DAG Reference

Queryvine DAGs (directed acyclic graphs) let you compose multi-step pipelines with explicit data dependencies, parallel execution groups, and conditional branching logic.

Defining tasks

A DAG is defined in YAML as a list of tasks. Each task has a connector, table or topic, and a depends_on list that controls execution order.

dag-definition.yaml

dag_id: nightly-revenue-pipeline
schedule: "0 2 * * *"
tasks:
  - id: ingest_orders
    connector: postgres
    table: orders
    destination: snowflake.raw.orders

  - id: ingest_line_items
    connector: postgres
    table: line_items
    destination: snowflake.raw.line_items

  - id: transform_revenue
    connector: dbt_cloud
    job_id: "dbt_job_8810"
    depends_on: [ingest_orders, ingest_line_items]

Dependencies

Tasks in the same DAG that don't list each other in depends_on run in parallel. Queryvine automatically detects independent branches and schedules them concurrently.
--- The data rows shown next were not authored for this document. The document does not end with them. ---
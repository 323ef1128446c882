//! # Store Handle
//!
//! Pool + change notifier + open-handle accounting, shared by every
//! repository.
//!
//! ## Scoped Acquisition
//! ```text
//! ┌─────────────────────────────────────────────────────────────────────────┐
//! │                    Connection Lifetimes                                 │
//! │                                                                         │
//! │  READ                                  WRITE                            │
//! │  ────                                  ─────                            │
//! │  store.acquire()                       store.begin()                    │
//! │     │  open_handles += 1                  │  open_handles += 1          │
//! │     ▼                                     ▼                             │
//! │  SELECT ... (fetch_all)                BEGIN; INSERT/UPDATE/DELETE      │
//! │     │                                     │                             │
//! │     ▼                                     ├── commit() ─► publish()     │
//! │  guard dropped                            └── dropped  ─► ROLLBACK      │
//! │     open_handles -= 1                        open_handles -= 1          │
//! │                                                                         │
//! │  "dropped" covers early return, `?`, and cancellation mid-await.       │
//! └─────────────────────────────────────────────────────────────────────────┘
//! ```

use std::fmt;
use std::ops::{Deref, DerefMut};
use std::sync::atomic::{AtomicUsize, Ordering};
use std::sync::Arc;

use sqlx::pool::PoolConnection;
use sqlx::{Sqlite, SqliteConnection, SqlitePool, Transaction};
use tracing::{debug, trace};

use crate::error::DbResult;
use crate::notify::{ChangeNotifier, Table};

/// Shared handle used by repositories. Cheap to clone.
#[derive(Debug, Clone)]
pub struct Store {
    pool: SqlitePool,
    notifier: ChangeNotifier,
    open_handles: Arc<AtomicUsize>,
}

impl Store {
    /// Wraps an already-configured pool.
    pub fn new(pool: SqlitePool, notifier: ChangeNotifier) -> Self {
        Store {
            pool,
            notifier,
            open_handles: Arc::new(AtomicUsize::new(0)),
        }
    }

    /// The underlying pool.
    pub fn pool(&self) -> &SqlitePool {
        &self.pool
    }

    /// The change notifier writes publish to.
    pub fn notifier(&self) -> &ChangeNotifier {
        &self.notifier
    }

    /// Connections and transactions currently held by repository calls.
    ///
    /// Zero whenever no operation is in flight; anything else after all
    /// calls returned (or were dropped) is a leak.
    pub fn open_handles(&self) -> usize {
        self.open_handles.load(Ordering::Acquire)
    }

    fn track(&self) -> HandleGuard {
        self.open_handles.fetch_add(1, Ordering::AcqRel);
        HandleGuard {
            counter: Arc::clone(&self.open_handles),
        }
    }

    /// Acquires a pooled connection for reads.
    pub async fn acquire(&self) -> DbResult<ScopedConnection> {
        let guard = self.track();
        let conn = self.pool.acquire().await?;
        trace!("Connection acquired");

        Ok(ScopedConnection {
            conn,
            _guard: guard,
        })
    }

    /// Starts a write transaction.
    ///
    /// Nothing is published unless [`WriteTx::commit`] succeeds.
    pub async fn begin(&self) -> DbResult<WriteTx> {
        let guard = self.track();
        let tx = self.pool.begin().await?;
        trace!("Transaction started");

        Ok(WriteTx {
            tx,
            touched: Vec::new(),
            notifier: self.notifier.clone(),
            _guard: guard,
        })
    }
}

// =============================================================================
// Guards
// =============================================================================

#[derive(Debug)]
struct HandleGuard {
    counter: Arc<AtomicUsize>,
}

impl Drop for HandleGuard {
    fn drop(&mut self) {
        self.counter.fetch_sub(1, Ordering::AcqRel);
    }
}

/// A pooled connection returned to the pool on drop.
pub struct ScopedConnection {
    conn: PoolConnection<Sqlite>,
    _guard: HandleGuard,
}

impl fmt::Debug for ScopedConnection {
    fn fmt(&self, f: &mut fmt::Formatter<'_>) -> fmt::Result {
        f.debug_struct("ScopedConnection").finish_non_exhaustive()
    }
}

impl Deref for ScopedConnection {
    type Target = SqliteConnection;

    fn deref(&self) -> &Self::Target {
        &self.conn
    }
}

impl DerefMut for ScopedConnection {
    fn deref_mut(&mut self) -> &mut Self::Target {
        &mut self.conn
    }
}

/// A write transaction that remembers which tables it touched.
///
/// Dropping it without [`WriteTx::commit`] rolls back.
pub struct WriteTx {
    tx: Transaction<'static, Sqlite>,
    touched: Vec<Table>,
    notifier: ChangeNotifier,
    _guard: HandleGuard,
}

impl fmt::Debug for WriteTx {
    fn fmt(&self, f: &mut fmt::Formatter<'_>) -> fmt::Result {
        f.debug_struct("WriteTx")
            .field("touched", &self.touched)
            .finish_non_exhaustive()
    }
}

impl WriteTx {
    /// Connection to run statements on.
    pub fn conn(&mut self) -> &mut SqliteConnection {
        &mut self.tx
    }

    /// Marks `table` as changed; it is published after commit.
    pub fn touch(&mut self, table: Table) {
        if !self.touched.contains(&table) {
            self.touched.push(table);
        }
    }

    /// Commits and then publishes a change for every touched table.
    pub async fn commit(self) -> DbResult<()> {
        let WriteTx {
            tx,
            touched,
            notifier,
            _guard,
        } = self;

        tx.commit().await?;
        debug!(tables = ?touched, "Transaction committed");

        for table in touched {
            notifier.publish(table);
        }

        Ok(())
    }
}
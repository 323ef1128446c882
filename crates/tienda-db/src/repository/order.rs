//! # Order Repository
//!
//! Database operations for `orders` and `order_items`.
//!
//! ## Conflict Policy
//! Both tables insert-or-replace: writing an existing identity overwrites
//! the row. Order lines are not cascaded, so replacing an order keeps the
//! lines that point at it.
//!
//! ## Write Paths
//! ```text
//! ┌─────────────────────────────────────────────────────────────────────────┐
//! │                        Order Writes                                     │
//! │                                                                         │
//! │  insert_order(order)          one tx ─► orders                         │
//! │  insert_items([item, ...])    one tx ─► order_items (all or nothing)   │
//! │  place_order(order, items)    one tx ─► orders + order_items           │
//! │  Database::checkout(user)     one tx ─► cart_items + orders + items    │
//! │                                                                         │
//! │  A line whose orderId names no order fails the foreign key and rolls   │
//! │  back its whole transaction.                                           │
//! └─────────────────────────────────────────────────────────────────────────┘
//! ```

use std::sync::OnceLock;

use sqlx::SqliteConnection;
use tracing::debug;

use tienda_core::validation::{validate_order, validate_order_item};
use tienda_core::{Order, OrderItem, PlacedOrder};

use crate::error::DbResult;
use crate::notify::Table;
use crate::schema::{
    insert_record, Column, ConflictPolicy, Record, SqliteQuery, Statements, StorageType,
};
use crate::store::Store;

// =============================================================================
// Record Mapping
// =============================================================================

impl Record for Order {
    const TABLE: Table = Table::Orders;
    const ENTITY: &'static str = "Order";
    const COLUMNS: &'static [Column] = &[
        Column::new("id", StorageType::Integer, true),
        Column::new("userId", StorageType::Integer, false),
        Column::new("total", StorageType::Real, false),
        Column::new("createdAt", StorageType::Integer, false),
    ];

    fn id(&self) -> Option<i64> {
        self.id
    }

    fn bind_columns<'q>(&self, query: SqliteQuery<'q>) -> SqliteQuery<'q> {
        query
            .bind(self.id)
            .bind(self.user_id)
            .bind(self.total)
            .bind(self.created_at)
    }
}

impl Record for OrderItem {
    const TABLE: Table = Table::OrderItems;
    const ENTITY: &'static str = "OrderItem";
    const COLUMNS: &'static [Column] = &[
        Column::new("id", StorageType::Integer, true),
        Column::new("orderId", StorageType::Integer, false),
        Column::new("productName", StorageType::Text, true),
        Column::new("price", StorageType::Real, false),
        Column::new("quantity", StorageType::Integer, false),
    ];

    fn id(&self) -> Option<i64> {
        self.id
    }

    fn bind_columns<'q>(&self, query: SqliteQuery<'q>) -> SqliteQuery<'q> {
        query
            .bind(self.id)
            .bind(self.order_id)
            .bind(self.product_name.clone())
            .bind(self.price)
            .bind(self.quantity)
    }
}

struct OrderSql {
    orders: Statements,
    items: Statements,
    by_user: String,
    by_id: String,
    items_for_order: String,
}

fn sql() -> &'static OrderSql {
    static SQL: OnceLock<OrderSql> = OnceLock::new();
    SQL.get_or_init(|| {
        let orders = Statements::for_record::<Order>();
        let items = Statements::for_record::<OrderItem>();
        OrderSql {
            by_user: format!(
                "{} WHERE userId = ?1 ORDER BY createdAt DESC, id DESC",
                orders.select
            ),
            by_id: format!("{} WHERE id = ?1", orders.select),
            items_for_order: format!("{} WHERE orderId = ?1 ORDER BY id", items.select),
            orders,
            items,
        }
    })
}

async fn insert_lines(conn: &mut SqliteConnection, items: &[OrderItem]) -> DbResult<Vec<i64>> {
    let mut ids = Vec::with_capacity(items.len());
    for item in items {
        ids.push(insert_record(conn, &sql().items, ConflictPolicy::Replace, item).await?);
    }
    Ok(ids)
}

/// Writes an order and its lines on `conn`, pointing every line at the
/// stored order.
pub(crate) async fn place_in(
    conn: &mut SqliteConnection,
    order: &Order,
    items: &[OrderItem],
) -> DbResult<PlacedOrder> {
    validate_order(order)?;
    for item in items {
        validate_order_item(item)?;
    }

    let order_id = insert_record(conn, &sql().orders, ConflictPolicy::Replace, order).await?;

    let mut lines: Vec<OrderItem> = items
        .iter()
        .map(|item| OrderItem {
            order_id,
            ..item.clone()
        })
        .collect();
    let ids = insert_lines(conn, &lines).await?;
    for (line, id) in lines.iter_mut().zip(ids) {
        line.id = Some(id);
    }

    Ok(PlacedOrder {
        order: Order {
            id: Some(order_id),
            ..order.clone()
        },
        items: lines,
    })
}

// =============================================================================
// Repository
// =============================================================================

/// Repository for placed orders.
#[derive(Debug, Clone)]
pub struct OrderRepository {
    store: Store,
}

impl OrderRepository {
    /// Creates a new OrderRepository.
    pub fn new(store: Store) -> Self {
        OrderRepository { store }
    }

    /// Inserts or replaces an order.
    ///
    /// ## Returns
    /// The identity used: `order.id` when set, otherwise the one assigned.
    pub async fn insert_order(&self, order: &Order) -> DbResult<i64> {
        validate_order(order)?;
        debug!(id = ?order.id, user_id = order.user_id, "Inserting order");

        let mut tx = self.store.begin().await?;
        let id = insert_record(tx.conn(), &sql().orders, ConflictPolicy::Replace, order).await?;
        tx.touch(Table::Orders);
        tx.commit().await?;

        Ok(id)
    }

    /// Inserts or replaces order lines, all in one transaction.
    ///
    /// ## Returns
    /// * `Ok(ids)` - identities in input order (empty input writes nothing)
    /// * `Err(e)` - no line was written
    pub async fn insert_items(&self, items: &[OrderItem]) -> DbResult<Vec<i64>> {
        if items.is_empty() {
            return Ok(Vec::new());
        }
        for item in items {
            validate_order_item(item)?;
        }
        debug!(count = items.len(), "Inserting order items");

        let mut tx = self.store.begin().await?;
        let ids = insert_lines(tx.conn(), items).await?;
        tx.touch(Table::OrderItems);
        tx.commit().await?;

        Ok(ids)
    }

    /// Writes an order and its lines together.
    ///
    /// ## Arguments
    /// * `order` - the order, `id: None` to let the store assign one
    /// * `items` - its lines; their `order_id` is overwritten with the
    ///   stored order's identity
    pub async fn place_order(&self, order: &Order, items: &[OrderItem]) -> DbResult<PlacedOrder> {
        let mut tx = self.store.begin().await?;
        let placed = place_in(tx.conn(), order, items).await?;
        tx.touch(Table::Orders);
        if !placed.items.is_empty() {
            tx.touch(Table::OrderItems);
        }
        tx.commit().await?;

        debug!(order_id = ?placed.order.id, lines = placed.items.len(), "Order placed");
        Ok(placed)
    }

    /// A user's orders, newest first (ties broken by higher id first).
    pub async fn get_orders_by_user(&self, user_id: i64) -> DbResult<Vec<Order>> {
        let mut conn = self.store.acquire().await?;
        let orders = sqlx::query_as::<_, Order>(&sql().by_user)
            .bind(user_id)
            .fetch_all(&mut *conn)
            .await?;

        debug!(user_id, count = orders.len(), "Loaded orders");
        Ok(orders)
    }

    /// One order by identity.
    pub async fn get_order(&self, id: i64) -> DbResult<Option<Order>> {
        let mut conn = self.store.acquire().await?;
        let order = sqlx::query_as::<_, Order>(&sql().by_id)
            .bind(id)
            .fetch_optional(&mut *conn)
            .await?;
        Ok(order)
    }

    /// Lines of one order in storage order.
    pub async fn get_items_for_order(&self, order_id: i64) -> DbResult<Vec<OrderItem>> {
        let mut conn = self.store.acquire().await?;
        let items = sqlx::query_as::<_, OrderItem>(&sql().items_for_order)
            .bind(order_id)
            .fetch_all(&mut *conn)
            .await?;
        Ok(items)
    }
}

#[cfg(test)]
mod tests {
    use super::*;
    use crate::error::DbError;
    use crate::pool::{Database, DbConfig};

    async fn setup() -> (Database, OrderRepository) {
        let db = Database::new(DbConfig::in_memory()).await.unwrap();
        let orders = db.orders();
        (db, orders)
    }

    #[tokio::test]
    async fn test_orders_newest_first() {
        let (_db, orders) = setup().await;
        for created_at in [100, 300, 200] {
            orders.insert_order(&Order::new(1, 10.0, created_at)).await.unwrap();
        }
        orders.insert_order(&Order::new(2, 10.0, 999)).await.unwrap();

        let stamps: Vec<i64> = orders
            .get_orders_by_user(1)
            .await
            .unwrap()
            .iter()
            .map(|o| o.created_at)
            .collect();
        assert_eq!(stamps, vec![300, 200, 100]);
    }

    #[tokio::test]
    async fn test_equal_timestamps_break_by_id() {
        let (_db, orders) = setup().await;
        let a = orders.insert_order(&Order::new(1, 1.0, 500)).await.unwrap();
        let b = orders.insert_order(&Order::new(1, 2.0, 500)).await.unwrap();

        let ids: Vec<Option<i64>> = orders
            .get_orders_by_user(1)
            .await
            .unwrap()
            .iter()
            .map(|o| o.id)
            .collect();
        assert_eq!(ids, vec![Some(b), Some(a)]);
    }

    #[tokio::test]
    async fn test_insert_order_replaces_existing_identity() {
        let (_db, orders) = setup().await;
        let id = orders.insert_order(&Order::new(1, 10.0, 100)).await.unwrap();

        let replacement = Order {
            id: Some(id),
            ..Order::new(1, 25.0, 200)
        };
        assert_eq!(orders.insert_order(&replacement).await.unwrap(), id);

        assert_eq!(orders.get_order(id).await.unwrap(), Some(replacement));
        assert_eq!(orders.get_orders_by_user(1).await.unwrap().len(), 1);
    }

    #[tokio::test]
    async fn test_replacing_order_keeps_its_lines() {
        let (_db, orders) = setup().await;
        let id = orders.insert_order(&Order::new(1, 10.0, 100)).await.unwrap();
        orders
            .insert_items(&[
                OrderItem::new(id, Some("Cafetera".to_string()), 5.0, 1000),
                OrderItem::new(id, Some(String::new()), 0.0, 1),
            ])
            .await
            .unwrap();
        let lines = orders.get_items_for_order(id).await.unwrap();
        assert_eq!(lines.len(), 2);

        let replacement = Order {
            id: Some(id),
            ..Order::new(1, 5000.0, 200)
        };
        orders.insert_order(&replacement).await.unwrap();

        assert_eq!(orders.get_order(id).await.unwrap(), Some(replacement));
        assert_eq!(orders.get_items_for_order(id).await.unwrap(), lines);
        assert_eq!(lines[0].quantity, 1000);
        assert_eq!(lines[1].product_name.as_deref(), Some(""));
    }

    #[tokio::test]
    async fn test_insert_items_all_or_nothing() {
        let (_db, orders) = setup().await;
        let order_id = orders.insert_order(&Order::new(1, 3.0, 1)).await.unwrap();

        let good = OrderItem::new(order_id, Some("Tea".to_string()), 1.0, 1);
        let orphan = OrderItem::new(order_id + 1000, Some("Ghost".to_string()), 2.0, 1);

        let err = orders
            .insert_items(&[good.clone(), orphan])
            .await
            .unwrap_err();
        assert!(err.is_constraint_violation());
        assert!(orders.get_items_for_order(order_id).await.unwrap().is_empty());

        let ids = orders.insert_items(&[good.clone(), good]).await.unwrap();
        assert_eq!(ids.len(), 2);
        assert_eq!(orders.get_items_for_order(order_id).await.unwrap().len(), 2);
    }

    #[tokio::test]
    async fn test_insert_no_items_is_ok() {
        let (db, orders) = setup().await;
        let mut sub = db.subscribe(Table::OrderItems);

        assert!(orders.insert_items(&[]).await.unwrap().is_empty());
        assert_eq!(sub.drain(), 0);
    }

    #[tokio::test]
    async fn test_place_order_links_lines() {
        let (_db, orders) = setup().await;
        let lines = vec![
            OrderItem::new(0, Some("Bread".to_string()), 2.0, 1),
            OrderItem::new(0, None, 0.5, 4),
        ];

        let placed = orders
            .place_order(&Order::new(5, 4.0, 42), &lines)
            .await
            .unwrap();
        let order_id = placed.order_id().unwrap();

        assert!(placed.items.iter().all(|i| i.order_id == order_id && i.id.is_some()));
        assert_eq!(
            orders.get_items_for_order(order_id).await.unwrap(),
            placed.items
        );
    }

    #[tokio::test]
    async fn test_invalid_total_rejected() {
        let (_db, orders) = setup().await;
        let err = orders
            .insert_order(&Order::new(1, f64::NAN, 0))
            .await
            .unwrap_err();
        assert!(matches!(err, DbError::Domain(_)));
    }

    #[tokio::test]
    async fn test_absent_order_reads() {
        let (_db, orders) = setup().await;
        assert_eq!(orders.get_order(1).await.unwrap(), None);
        assert!(orders.get_orders_by_user(1).await.unwrap().is_empty());
        assert!(orders.get_items_for_order(1).await.unwrap().is_empty());
    }
}
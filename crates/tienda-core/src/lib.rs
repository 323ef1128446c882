//! # tienda-core: Records and Rules for the Tienda Local Store
//!
//! This crate holds the records persisted on-device by the Tienda shopping
//! app, plus the pure rules that apply to them. It performs zero I/O.
//!
//! ## Architecture Position
//! ```text
//! ┌─────────────────────────────────────────────────────────────────────────┐
//! │                        Tienda Architecture                              │
//! │                                                                         │
//! │  ┌─────────────────────────────────────────────────────────────────┐   │
//! │  │              Application layer (out of workspace)               │   │
//! │  │     Cart screen ──► Checkout ──► Order history                  │   │
//! │  └─────────────────────────────┬───────────────────────────────────┘   │
//! │                                │ in-process calls                       │
//! │  ┌─────────────────────────────▼───────────────────────────────────┐   │
//! │  │               tienda-db (Repositories, SQLite)                  │   │
//! │  └─────────────────────────────┬───────────────────────────────────┘   │
//! │                                │                                        │
//! │  ┌─────────────────────────────▼───────────────────────────────────┐   │
//! │  │               ★ tienda-core (THIS CRATE) ★                      │   │
//! │  │                                                                 │   │
//! │  │   ┌────────────┐  ┌────────────┐  ┌────────────┐               │   │
//! │  │   │   types    │  │ validation │  │   error    │               │   │
//! │  │   │  CartItem  │  │   price    │  │ CoreError  │               │   │
//! │  │   │  Order     │  │  quantity  │  │ Validation │               │   │
//! │  │   │  OrderItem │  │  records   │  │   Error    │               │   │
//! │  │   └────────────┘  └────────────┘  └────────────┘               │   │
//! │  │                                                                 │   │
//! │  │   NO I/O • NO DATABASE • NO NETWORK                             │   │
//! │  └─────────────────────────────────────────────────────────────────┘   │
//! └─────────────────────────────────────────────────────────────────────────┘
//! ```
//!
//! ## Modules
//!
//! - [`types`] - Records (CartItem, Order, OrderItem)
//! - [`error`] - Domain error types
//! - [`validation`] - Field rules checked before every write
//!
//! ## Example Usage
//!
//! ```rust
//! use tienda_core::{cart_total, CartItem};
//!
//! let cart = vec![
//!     CartItem::new(1, Some("Cafetera".to_string()), 49.99, 1),
//!     CartItem::new(4, Some("Taza térmica".to_string()), 12.99, 2),
//! ];
//!
//! assert!((cart_total(&cart) - 75.97).abs() < 1e-9);
//! ```

// =============================================================================
// Module Declarations
// =============================================================================

pub mod error;
pub mod types;
pub mod validation;

// =============================================================================
// Re-exports for Convenience
// =============================================================================

pub use error::{CoreError, CoreResult, ValidationError};
pub use types::*;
In the example above, ingest_orders and ingest_line_items run in parallel. transform_revenue only starts when both upstream tasks complete successfully.

Conditional branches

Use run_if to define conditions based on upstream task outcomes or drift event results:

dag-definition.yaml (conditional branch)

  - id: notify_on_drift
    connector: webhook
    url: "https://hooks.slack.com/services/T00/B00/xxx"
    depends_on: [ingest_orders]
    run_if:
      condition: drift_detected
      severity: [warning, critical]

Backfill strategies

When a pipeline is paused due to a critical drift event and then resumed, Queryvine can replay the missed windows. Set the backfill strategy on the DAG:

backfill config

backfill:
  strategy: incremental   # or: full_reload, none
  max_lookback_hours: 72
  batch_size_rows: 100000
  parallelism: 4          # concurrent batches

incremental — replay only the rows created/updated during the paused window using the source's updated_at column.
full_reload — truncate the destination table and re-ingest the entire source. Use for small tables or when schema changes make incremental unsafe.
none — resume from the current state without backfilling the gap.